About this exercise –
Check every line of the data for the string "axum" and copy the ones that have it.

[Collected data]
//! Signup, signin and logout pages

use axum::extract::{Form, State};
use axum::response::{IntoResponse, Redirect};
use serde::Deserialize;
use shared::error::{AppError, ErrorCode};
use tower_cookies::Cookies;

use super::{PageResult, base_context, render};
use crate::auth::session::{CurrentUser, create_token, end_session, start_session};
use crate::db::users;
use crate::error::ServiceError;
use crate::state::AppState;
use crate::util::{
    MAX_USERNAME_LEN, hash_password, validate_password, validate_required_text, verify_password,
};

#[derive(Debug, Deserialize)]
pub struct SignupForm {
    pub username: String,
    pub password1: String,
    pub password2: String,
}

#[derive(Debug, Deserialize)]
pub struct SigninForm {
    pub username: String,
    pub password: String,
}

fn form_page(
    state: &AppState,
    cookies: &Cookies,
    template: &str,
    username: Option<&str>,
    error: Option<&str>,
) -> PageResult {
    let mut ctx = base_context(cookies, None);
    if let Some(username) = username {
        ctx.insert("username", username);
    }
    if let Some(error) = error {
        ctx.insert("error", error);
    }
    render(state, template, &ctx)
}

fn login(state: &AppState, cookies: &Cookies, user: &CurrentUser) -> Result<(), AppError> {
    let token = create_token(user, state.jwt_secret()).map_err(|e| {
        tracing::error!(error = %e, "JWT creation failed");
        AppError::new(ErrorCode::InternalError)
    })?;
    start_session(cookies, token);
    Ok(())
}

/// GET /signup
pub async fn signup_page(State(state): State<AppState>, cookies: Cookies) -> PageResult {
    form_page(&state, &cookies, "signup.html.tera", None, None)
}

/// POST /signup
pub async fn signup(
    State(state): State<AppState>,
    cookies: Cookies,
    Form(form): Form<SignupForm>,
) -> PageResult {
    let username = form.username.trim();
    let rejected = |err: AppError| {
        form_page(&state, &cookies, "signup.html.tera", Some(username), Some(&err.message))
    };

    if form.password1 != form.password2 {
        return rejected(AppError::new(ErrorCode::PasswordMismatch));
    }
    if let Err(err) = validate_required_text(username, "username", MAX_USERNAME_LEN)
        .and_then(|()| validate_password(&form.password1))
    {
        return rejected(err);
    }

    let hash = hash_password(&form.password1).map_err(|e| {
        tracing::error!(error = %e, "Password hashing failed");
        AppError::new(ErrorCode::InternalError)
    })?;

    let user = match users::create(&state.pool, username, None, &hash, false).await {
        Ok(user) => user,
        Err(ServiceError::App(err)) if err.code == ErrorCode::UsernameExists => {
            return rejected(err);
        }
        Err(e) => return Err(e.into()),
    };

    tracing::info!(user_id = user.id, username = %user.username, "User registered");
    login(&state, &cookies, &CurrentUser::from(&user))?;
    Ok(Redirect::to("/info").into_response())
}

/// GET /signin
pub async fn signin_page(State(state): State<AppState>, cookies: Cookies) -> PageResult {
    form_page(&state, &cookies, "signin.html.tera", None, None)
}

/// POST /signin
pub async fn signin(
    State(state): State<AppState>,
    cookies: Cookies,
    Form(form): Form<SigninForm>,
) -> PageResult {
    let username = form.username.trim();
    let row = users::find_by_username(&state.pool, username).await?;

    let Some(row) = row.filter(|r| r.is_active && verify_password(&form.password, &r.password_hash))
    else {
        tracing::warn!(username = %username, "Failed login");
        let err = AppError::invalid_credentials();
        return form_page(&state, &cookies, "signin.html.tera", Some(username), Some(&err.message));
    };

    let user = shared::models::User::from(row);
    login(&state, &cookies, &CurrentUser::from(&user))?;
    tracing::info!(user_id = user.id, "User signed in");
    Ok(Redirect::to("/main").into_response())
}

/// GET /logout
pub async fn logout(cookies: Cookies) -> Redirect {
    end_session(&cookies);
    Redirect::to("/")
}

Solution to the problem –
use axum::extract::{Form, State};
use axum::response::{IntoResponse, Redirect};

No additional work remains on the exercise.